[106]ジニ係数に注目

 時々ジニ係数という表現がマスコミに登場するのをご存知でしょうか。最近厚生労働省が「再所得分配調査」の中で日本のジニ係数を0.4983と発表しました。まったく格差がない社会は0、一人ですべての所得を占有している場合は1となります。 0.5といえば、上位4分の1の所得者がすべての所得の4分の3を得ているということになるそうで、日本は1984年以来連続して上昇しています。
 1980年代までは市場の拡大とともに、大企業から中小企業まで、それなりに成長でき、実際ジニ係数は下がっていました。ところが、グローバル化による競争の激化や市場の成熟化とともに企業間、個人間の所得格差が拡大し「勝ち組、負け組み」という言葉が日常茶飯事に使われています。またリストラの影響で2001年に 910万人いた45?54歳の男性就業者が 840万人にまで減っています。貯蓄率の高さを誇った日本も貯金のない世帯が2割を越しました。
 かつて、経済成長しながらも1億総中流意識、理想的な社会主義あるいは悪平等とまで呼ばれた社会構造はもはや今の日本にはないことを頭に入れて統計数字を読み解く必要がありそうです。途上国に行けば行くほど、このジニ係数は高く、政治や経済が不安定な要因になります。地球上で見ると0.7068で人口の14.7% が85.3% の GNPの担い手です。世界平和への道は貧困の撲滅と言われるのはこの辺に理由があります。

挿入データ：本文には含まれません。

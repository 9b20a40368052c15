//! Deep links: a chart configuration flattened into URL query parameters.
//!
//! The parameter names are `fileName`, `chartType`, `chartDimension`,
//! `xAxis` and `yAxis`. Every parameter is optional; decoding ignores keys
//! it does not know and values it cannot parse.

use log::debug;

use crate::chart::{ChartConfig, ChartDimension, ChartType};

pub const FILE_NAME: &str = "fileName";
pub const CHART_TYPE: &str = "chartType";
pub const CHART_DIMENSION: &str = "chartDimension";
pub const X_AXIS: &str = "xAxis";
pub const Y_AXIS: &str = "yAxis";

/// Every parameter the codec reads or writes, in encoding order
pub const KEYS: [&str; 5] = [FILE_NAME, CHART_TYPE, CHART_DIMENSION, X_AXIS, Y_AXIS];

/// A decoded (possibly partial) deep link
#[derive(Clone, Debug, Default, PartialEq, Eq)]
pub struct DeepLink {
    pub file_name: Option<String>,
    pub chart_type: Option<ChartType>,
    pub chart_dimension: Option<ChartDimension>,
    pub x_axis: Option<String>,
    pub y_axis: Option<String>,
}

impl DeepLink {
    /// Snapshot a configuration and the file it applies to
    pub fn new(config: &ChartConfig, file_name: Option<&str>) -> Self {
        Self {
            file_name: file_name.map(str::to_string),
            chart_type: Some(config.chart_type),
            chart_dimension: Some(config.chart_dimension),
            x_axis: config.x_axis.clone(),
            y_axis: config.y_axis.clone(),
        }
    }

    /// Decode from key/value pairs
    ///
    /// When a key repeats, the first occurrence wins. Empty values count as
    /// absent.
    pub fn from_pairs<I, K, V>(pairs: I) -> Self
    where
        I: IntoIterator<Item = (K, V)>,
        K: AsRef<str>,
        V: AsRef<str>,
    {
        let mut link = DeepLink::default();
        for (key, value) in pairs {
            let value = value.as_ref();
            if value.is_empty() {
                continue;
            }
            match key.as_ref() {
                FILE_NAME if link.file_name.is_none() => link.file_name = Some(value.to_string()),
                CHART_TYPE if link.chart_type.is_none() => match value.parse() {
                    Ok(t) => link.chart_type = Some(t),
                    Err(e) => debug!("ignoring deep link parameter: {}", e),
                },
                CHART_DIMENSION if link.chart_dimension.is_none() => match value.parse() {
                    Ok(d) => link.chart_dimension = Some(d),
                    Err(e) => debug!("ignoring deep link parameter: {}", e),
                },
                X_AXIS if link.x_axis.is_none() => link.x_axis = Some(value.to_string()),
                Y_AXIS if link.y_axis.is_none() => link.y_axis = Some(value.to_string()),
                _ => {}
            }
        }
        link
    }

    /// Decode a URL query string, with or without the leading `?`
    ///
    /// # Examples
    /// ```
    /// use datavis::chart::ChartType;
    /// use datavis::deeplink::DeepLink;
    ///
    /// let link = DeepLink::from_query("?fileName=q1%20sales.xlsx&chartType=line");
    /// assert_eq!(link.file_name.as_deref(), Some("q1 sales.xlsx"));
    /// assert_eq!(link.chart_type, Some(ChartType::Line));
    /// ```
    pub fn from_query(query: &str) -> Self {
        let query = query.strip_prefix('?').unwrap_or(query);
        let pairs = query.split('&').filter(|p| !p.is_empty()).filter_map(|pair| {
            let (key, value) = pair.split_once('=').unwrap_or((pair, ""));
            Some((decode_component(key)?, decode_component(value)?))
        });
        Self::from_pairs(pairs)
    }

    /// Flatten into key/value pairs, omitting unset fields
    pub fn to_pairs(&self) -> Vec<(String, String)> {
        let mut pairs = Vec::with_capacity(KEYS.len());
        if let Some(name) = &self.file_name {
            pairs.push((FILE_NAME.to_string(), name.clone()));
        }
        if let Some(t) = self.chart_type {
            pairs.push((CHART_TYPE.to_string(), t.as_str().to_string()));
        }
        if let Some(d) = self.chart_dimension {
            pairs.push((CHART_DIMENSION.to_string(), d.as_str().to_string()));
        }
        if let Some(x) = &self.x_axis {
            pairs.push((X_AXIS.to_string(), x.clone()));
        }
        if let Some(y) = &self.y_axis {
            pairs.push((Y_AXIS.to_string(), y.clone()));
        }
        pairs
    }

    /// Percent-encoded query string without the leading `?`
    pub fn to_query(&self) -> String {
        self.to_pairs()
            .iter()
            .map(|(k, v)| format!("{}={}", urlencoding::encode(k), urlencoding::encode(v)))
            .collect::<Vec<_>>()
            .join("&")
    }

    pub fn is_empty(&self) -> bool {
        self.file_name.is_none() && !self.has_config()
    }

    /// True when any of the four chart fields is present
    pub fn has_config(&self) -> bool {
        self.chart_type.is_some()
            || self.chart_dimension.is_some()
            || self.x_axis.is_some()
            || self.y_axis.is_some()
    }

    /// Overwrite the fields present in the link, leaving the rest alone
    ///
    /// Returns whether any field was applied.
    pub fn apply_to(&self, config: &mut ChartConfig) -> bool {
        if let Some(t) = self.chart_type {
            config.chart_type = t;
        }
        if let Some(d) = self.chart_dimension {
            config.chart_dimension = d;
        }
        if let Some(x) = &self.x_axis {
            config.x_axis = Some(x.clone());
        }
        if let Some(y) = &self.y_axis {
            config.y_axis = Some(y.clone());
        }
        self.has_config()
    }
}

/// Encode a configuration and file name as deep-link parameters
pub fn encode(config: &ChartConfig, file_name: &str) -> Vec<(String, String)> {
    DeepLink::new(config, Some(file_name)).to_pairs()
}

/// Decode deep-link parameters
pub fn decode<K: AsRef<str>, V: AsRef<str>>(pairs: &[(K, V)]) -> DeepLink {
    DeepLink::from_pairs(pairs.iter().map(|(k, v)| (k.as_ref(), v.as_ref())))
}

fn decode_component(raw: &str) -> Option<String> {
    let spaced = raw.replace('+', " ");
    urlencoding::decode(&spaced).ok().map(|s| s.into_owned())
}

 中国もジニ係数は高いものの、各都市内ではそんなに高くなく、地域差が大きいのが原因のようです。世界の人口の2割以上を占め、漢民族と55の少数民族がいることから、「富める所はお先にどうぞ」という方式を推進、貧しい地域からは資源を売る、安い労働力を提供するという形で富のおすそ分けを得ている状態ですが、今後所得格差を緩和する政策が取られることは間違いがないと思われます。

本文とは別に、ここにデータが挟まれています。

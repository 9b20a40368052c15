use bincode::{deserialize_from, serialize_into};
use flate2::Compression;
use flate2::read::GzDecoder;
use flate2::write::GzEncoder;
use log::{debug, warn};
use std::collections::BTreeMap;
use std::fs::{File, create_dir_all};
use std::io::{BufReader, BufWriter, Write};
use std::path::{Path, PathBuf};

use crate::error::Result;
use crate::storage::KeyValueStore;

/// Key/value store persisted as a gzip-compressed bincode snapshot
///
/// The whole map lives in memory. Every `set` and `remove` rewrites the
/// snapshot file in full, so a record on disk is never half-written by us.
#[derive(Debug)]
pub struct FileStore {
    path: PathBuf,
    entries: BTreeMap<String, String>,
}

impl FileStore {
    /// Open the snapshot at `path`
    ///
    /// A missing file yields an empty store. A file that cannot be decoded is
    /// logged and ignored; it is replaced on the next write.
    ///
    /// # Errors
    /// * Returns an error if the parent directory cannot be created
    pub fn open(path: impl AsRef<Path>) -> Result<Self> {
        let path = path.as_ref().to_path_buf();
        if let Some(parent) = path.parent() {
            if !parent.as_os_str().is_empty() {
                create_dir_all(parent)?;
            }
        }

        let entries = if path.exists() {
            match load_snapshot(&path) {
                Ok(entries) => entries,
                Err(e) => {
                    warn!("discarding unreadable store snapshot {}: {}", path.display(), e);
                    BTreeMap::new()
                }
            }
        } else {
            BTreeMap::new()
        };

        debug!("opened {} with {} keys", path.display(), entries.len());
        Ok(Self { path, entries })
    }

    pub fn path(&self) -> &Path {
        &self.path
    }

    fn flush(&self) -> Result<()> {
        save_snapshot(&self.entries, &self.path)
    }
}

impl KeyValueStore for FileStore {
    fn get(&self, key: &str) -> Result<Option<String>> {
        Ok(self.entries.get(key).cloned())
    }

    fn set(&mut self, key: &str, value: &str) -> Result<()> {
        self.entries.insert(key.to_string(), value.to_string());
        self.flush()
    }

    fn remove(&mut self, key: &str) -> Result<()> {
        if self.entries.remove(key).is_some() {
            self.flush()?;
        }
        Ok(())
    }
}

fn save_snapshot(entries: &BTreeMap<String, String>, path: &Path) -> Result<()> {
    let file = File::create(path)?;
    let encoder = GzEncoder::new(file, Compression::default());
    let mut writer = BufWriter::new(encoder);

    serialize_into(&mut writer, entries)?;

    let encoder = writer
        .into_inner()
        .map_err(|e| std::io::Error::other(e.to_string()))?;
    encoder.finish()?.flush()?;
    Ok(())
}

fn load_snapshot(path: &Path) -> Result<BTreeMap<String, String>> {
    let file = File::open(path)?;
    let decoder = GzDecoder::new(file);
    let mut reader = BufReader::new(decoder);

    let entries: BTreeMap<String, String> = deserialize_from(&mut reader)?;
    Ok(entries)
}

 先進国では一般的にジニ係数は 0.3前後で自然値とされているようですが、唯一高いのが米国です。ここも他民族国家、しかも移民が多く、格差を認めざるを得ないという部分がありますが、情報システムの発達によるニューエコノミー下での中間階層の崩壊が指摘されています。これは日本にもあてはまると言えます。情報システムの発達により、さまざまなコスト削減が可能になり、企業は厳しい競争にさらされ、不安定な経営を強いられますが、フレキシブルな再編成も可能になっています。これを雇用者側から見れば、雇用の不安定につながり、専門能力を有する者は厚遇され、定型的な業務しかできない者は機械にまでその職場を奪われることになりかねません。そして、情報システムは消費者を細かく管理できるようにしたため、高所得者ほどより良いサービスを受けることができる、つまり金持ちはますます金持ちになる社会が出来上がっていくのです。

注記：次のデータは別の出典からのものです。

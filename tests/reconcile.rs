use chrono::{TimeZone, Utc};
use datavis::chart::{ChartConfig, ChartDimension, ChartType};
use datavis::dataset::{Dataset, DatasetStore, Scalar, row};
use datavis::deeplink::{self, DeepLink};
use datavis::loader::CsvParser;
use datavis::login::{AuthSession, Identity};
use datavis::reconciler::{Navigation, Phase, Workspace};
use datavis::saving::FileStore;
use datavis::storage::{KeyValueStore, MemoryStore};
use datavis::suggest::{SuggestionRequest, SuggestionResponse, SuggestionService};
use rstest::rstest;

fn a() -> Identity {
    Identity::new("a@x.com").unwrap()
}

fn q1() -> Dataset {
    vec![
        row([("Region", Scalar::from("East")), ("Sales", Scalar::from(10))]),
        row([("Region", Scalar::from("West")), ("Sales", Scalar::from(20))]),
    ]
}

fn seeded_store() -> MemoryStore {
    let mut store = MemoryStore::new();
    store
        .set(
            "datavis-canvas-datasets-a@x.com",
            r#"{"q1.xlsx":[{"Region":"East","Sales":10},{"Region":"West","Sales":20}],
                "q2.xlsx":[{"Month":"Jan","Units":3}]}"#,
        )
        .unwrap();
    store
        .set("datavis-canvas-active-filename-a@x.com", r#""q1.xlsx""#)
        .unwrap();
    store
}

#[rstest]
#[case(ChartType::Bar, ChartDimension::ThreeD, "Region", "Sales", "q1.xlsx")]
#[case(ChartType::Radar, ChartDimension::TwoD, "Net & Gross", "50% share", "report 2024.csv")]
#[case(ChartType::Funnel, ChartDimension::TwoD, "a=b", "c+d", "über?.xlsx")]
fn deep_links_round_trip(
    #[case] chart_type: ChartType,
    #[case] dimension: ChartDimension,
    #[case] x: &str,
    #[case] y: &str,
    #[case] file_name: &str,
) {
    let config = ChartConfig::new(chart_type, x, y).with_dimension(dimension);
    let query = DeepLink::new(&config, Some(file_name)).to_query();

    let link = DeepLink::from_query(&query);
    assert_eq!(link.file_name.as_deref(), Some(file_name));
    let mut restored = ChartConfig::default();
    link.apply_to(&mut restored);
    assert_eq!(restored, config);

    let pairs = deeplink::encode(&config, file_name);
    assert_eq!(deeplink::decode(&pairs), link);
}

#[test]
fn mount_restores_persisted_dataset() {
    let mut ws = Workspace::new(seeded_store());
    let nav = ws.mount(Some(a()), &DeepLink::default()).unwrap();

    assert_eq!(nav, Navigation::Stay);
    assert_eq!(ws.phase(), Phase::Ready { dataset_loaded: true });
    assert_eq!(ws.file_name(), Some("q1.xlsx"));
    assert_eq!(ws.columns(), ["Region", "Sales"]);
    assert_eq!(ws.config().x_axis.as_deref(), Some("Region"));
    assert_eq!(ws.config().y_axis.as_deref(), Some("Sales"));
    assert_eq!(ws.dataset(), q1().as_slice());
}

#[test]
fn deep_link_takes_precedence_over_active_file() {
    let mut ws = Workspace::new(seeded_store());
    let nav = ws
        .mount(
            Some(a()),
            &DeepLink::from_query("?fileName=q2.xlsx&chartType=line&xAxis=Month&yAxis=Units"),
        )
        .unwrap();

    assert_eq!(nav, Navigation::StripParams);
    assert_eq!(ws.file_name(), Some("q2.xlsx"));
    assert_eq!(ws.config().chart_type, ChartType::Line);
    assert_eq!(ws.config().x_axis.as_deref(), Some("Month"));

    // the switch is persisted
    let pointer = ws
        .store()
        .get("datavis-canvas-active-filename-a@x.com")
        .unwrap();
    assert_eq!(pointer.as_deref(), Some(r#""q2.xlsx""#));

    let notes = ws.drain_notifications();
    assert_eq!(notes.len(), 1);
    assert_eq!(notes[0].title, "Analysis Loaded");
    assert_eq!(notes[0].description, "Restored chart settings for \"q2.xlsx\".");
}

#[rstest]
#[case::with_dataset(seeded_store(), Some("q1.xlsx"))]
#[case::without_dataset(MemoryStore::new(), None)]
fn deep_link_to_missing_file_changes_nothing(
    #[case] store: MemoryStore,
    #[case] expected: Option<&str>,
) {
    let mut ws = Workspace::new(store);
    ws.mount(Some(a()), &DeepLink::default()).unwrap();
    let before = ws.dataset().to_vec();

    let nav = ws
        .on_url_change(&DeepLink::from_query("fileName=q9.xlsx&chartType=pie"))
        .unwrap();

    assert_eq!(nav, Navigation::StripParams);
    assert_eq!(ws.file_name(), expected);
    assert_eq!(ws.dataset(), before.as_slice());
    assert_eq!(ws.config().chart_type, ChartType::Bar);

    let notes = ws.drain_notifications();
    assert_eq!(notes.len(), 1);
    assert!(notes[0].is_error());
    assert_eq!(notes[0].title, "File Mismatch");
    assert_eq!(notes[0].description, "Please upload \"q9.xlsx\" to load this analysis.");
}

#[test]
fn history_is_newest_first() {
    let mut ws = Workspace::new(seeded_store());
    ws.mount(Some(a()), &DeepLink::default()).unwrap();

    let t1 = Utc.timestamp_millis_opt(1_760_000_000_000).unwrap();
    let t2 = Utc.timestamp_millis_opt(1_760_000_060_000).unwrap();
    let e1 = ws.save_analysis_at(t1).unwrap().unwrap();
    ws.set_chart_type(ChartType::Area);
    let e2 = ws.save_analysis_at(t2).unwrap().unwrap();

    let ids: Vec<_> = ws.history().entries().iter().map(|e| e.id.clone()).collect();
    assert_eq!(ids, [e2.id.clone(), e1.id.clone()]);

    assert!(ws.delete_analysis(&e2.id).unwrap());
    assert_eq!(ws.history().entries(), [e1.clone()]);
    assert!(!ws.delete_analysis(&e2.id).unwrap());

    // persisted list matches memory after a fresh load
    let store = ws.store().clone();
    let mut reloaded = Workspace::new(store);
    reloaded.mount(Some(a()), &DeepLink::default()).unwrap();
    assert_eq!(reloaded.history().entries(), [e1]);
}

#[test]
fn ingestion_defaults_axes() {
    let mut ws = Workspace::new(MemoryStore::new());
    ws.on_identity_change(Some(a())).unwrap();
    ws.upload(&CsvParser, "p.csv", b"Region,Sales,Profit\nEast,10,2\n")
        .unwrap();

    assert_eq!(ws.columns(), ["Region", "Sales", "Profit"]);
    assert_eq!(ws.config().x_axis.as_deref(), Some("Region"));
    assert_eq!(ws.config().y_axis.as_deref(), Some("Sales"));

    let notes = ws.drain_notifications();
    assert_eq!(notes[0].title, "Success");
    assert_eq!(notes[0].description, "Successfully parsed \"p.csv\".");
}

#[test]
fn reupload_overwrites_stored_dataset() {
    let mut ws = Workspace::new(seeded_store());
    ws.mount(Some(a()), &DeepLink::default()).unwrap();
    ws.upload(&CsvParser, "q1.xlsx", b"Region,Sales\nNorth,99\n")
        .unwrap();

    let raw = ws.store().get("datavis-canvas-datasets-a@x.com").unwrap().unwrap();
    let datasets: DatasetStore = serde_json::from_str(&raw).unwrap();
    assert_eq!(datasets.len(), 2);
    assert_eq!(datasets["q1.xlsx"].len(), 1);
    assert_eq!(datasets["q1.xlsx"][0]["Sales"], Scalar::Number(99.0));
}

#[test]
fn corrupted_dataset_record_is_discarded() {
    let mut store = seeded_store();
    store
        .set("datavis-canvas-datasets-a@x.com", "{not json")
        .unwrap();

    let mut ws = Workspace::new(store);
    ws.mount(Some(a()), &DeepLink::default()).unwrap();

    assert!(ws.dataset().is_empty());
    assert_eq!(ws.file_name(), None);
    assert_eq!(ws.phase(), Phase::Ready { dataset_loaded: false });
    assert!(!ws.store().contains_key("datavis-canvas-datasets-a@x.com"));
    assert!(!ws.store().contains_key("datavis-canvas-active-filename-a@x.com"));
}

#[test]
fn saving_requires_axes() {
    let mut ws = Workspace::new(seeded_store());
    ws.mount(Some(a()), &DeepLink::default()).unwrap();
    let now = Utc.timestamp_millis_opt(1_760_000_000_123).unwrap();

    let entry = ws.save_analysis_at(now).unwrap().unwrap();
    assert_eq!(entry.id, "2025-10-09T08:53:20.123Z");
    assert_eq!(entry.timestamp, 1_760_000_000_123);
    assert_eq!(entry.file_name, "q1.xlsx");
    assert_eq!(entry.chart_type, ChartType::Bar);
    assert_eq!(entry.x_axis, "Region");
    assert_eq!(entry.y_axis, "Sales");
    assert_eq!(ws.history().len(), 1);
    ws.drain_notifications();

    ws.set_y_axis(None);
    assert_eq!(ws.save_analysis_at(now).unwrap(), None);
    assert_eq!(ws.history().len(), 1);
    assert_eq!(ws.drain_notifications()[0].title, "Cannot Save Analysis");
}

#[test]
fn identities_do_not_share_data() {
    let mut ws = Workspace::new(seeded_store());
    ws.mount(Some(Identity::new("b@x.com").unwrap()), &DeepLink::default())
        .unwrap();
    assert_eq!(ws.file_name(), None);

    // b cannot deep-link into a's file
    ws.on_url_change(&DeepLink::from_query("fileName=q1.xlsx")).unwrap();
    assert_eq!(ws.file_name(), None);
    assert_eq!(ws.drain_notifications()[0].title, "File Mismatch");
}

#[test]
fn history_entry_replays_as_deep_link() {
    let mut ws = Workspace::new(seeded_store());
    ws.mount(Some(a()), &DeepLink::default()).unwrap();
    ws.set_chart_dimension(ChartDimension::ThreeD);
    let saved = ws.save_analysis().unwrap().unwrap();

    ws.on_url_change(&DeepLink::from_query("fileName=q2.xlsx&xAxis=Month&yAxis=Units"))
        .unwrap();
    assert_eq!(ws.file_name(), Some("q2.xlsx"));

    let link = ws.history_link(&saved.id).unwrap();
    ws.on_url_change(&link).unwrap();
    assert_eq!(ws.file_name(), Some("q1.xlsx"));
    assert!(ws.config().is_3d());
    assert_eq!(ws.config().y_axis.as_deref(), Some("Sales"));
}

#[test]
fn state_survives_restart_with_file_store() {
    let dir = tempfile::tempdir().unwrap();
    let path = dir.path().join("store.bin.gz");

    {
        let mut ws = Workspace::new(FileStore::open(&path).unwrap());
        ws.mount(Some(a()), &DeepLink::default()).unwrap();
        ws.upload(&CsvParser, "q1.csv", b"Region,Sales\nEast,10\n")
            .unwrap();
        ws.save_analysis().unwrap().unwrap();
    }

    let mut ws = Workspace::new(FileStore::open(&path).unwrap());
    ws.mount(Some(a()), &DeepLink::default()).unwrap();
    assert_eq!(ws.file_name(), Some("q1.csv"));
    assert_eq!(ws.history().len(), 1);
}

#[test]
fn sign_in_record_drives_the_workspace() {
    let mut auth = AuthSession::restore(MemoryStore::new()).unwrap();
    assert!(auth.current().is_none());
    auth.signup("a@x.com").unwrap();

    let restored = AuthSession::restore(auth.into_store()).unwrap();
    let mut ws = Workspace::new(seeded_store());
    ws.mount(restored.current().cloned(), &DeepLink::default())
        .unwrap();
    assert_eq!(ws.file_name(), Some("q1.xlsx"));
}

struct Canned(Vec<&'static str>);

impl SuggestionService for Canned {
    async fn suggest(&self, request: &SuggestionRequest) -> datavis::Result<SuggestionResponse> {
        assert!(request.data_summary.contains("Region, Sales"));
        Ok(SuggestionResponse {
            suggestions: self.0.iter().map(|s| s.to_string()).collect(),
        })
    }
}

#[tokio::test]
async fn suggestions_apply_for_current_dataset() {
    let mut ws = Workspace::new(seeded_store());
    ws.mount(Some(a()), &DeepLink::default()).unwrap();

    let applied = ws
        .fetch_suggestions(&Canned(vec!["Bar chart of Sales by Region"]))
        .await;
    assert!(applied);
    assert_eq!(ws.suggestions(), ["Bar chart of Sales by Region".to_string()]);
    assert!(!ws.is_suggesting());
}

#[tokio::test]
async fn suggestions_for_a_replaced_dataset_are_dropped() {
    let mut ws = Workspace::new(seeded_store());
    ws.mount(Some(a()), &DeepLink::default()).unwrap();

    let ticket = ws.begin_suggestions().unwrap();
    let answer = Canned(vec!["stale"]).suggest(&ticket.request).await;

    // the user switches files while the request is in flight
    ws.on_url_change(&DeepLink::from_query("fileName=q2.xlsx"))
        .unwrap();
    assert!(!ws.complete_suggestions(ticket, answer));
    assert!(ws.suggestions().is_empty());
}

 悪平等も困りますが、極端な格差というのも日本にはなじまないと私は思います。機会が平等にさえ与えられれば、多少の格差は容認される、それが人間の自然な姿ではないでしょうか。
河口容子

[105]変わりゆく華人社会

 ジャカルタに住む華人の友人は会社員の頃の取引先でもう10年のおつきあいになります。もともと華人財閥の貿易部門で腕を磨き、同じ財閥系のメーカーのNo.2に転進、その後、米国と英国に住む元上司と共同出資した会社ふたつの社長をしています。市内の高級住宅街に自宅を構え、ご自慢の日本製輸入車も含め車を何台か所有し、メイド2人と運転手がおり、休日はテニス、パーティ、旅行、彼の行くところ微笑みのさざなみが起こるような人物です。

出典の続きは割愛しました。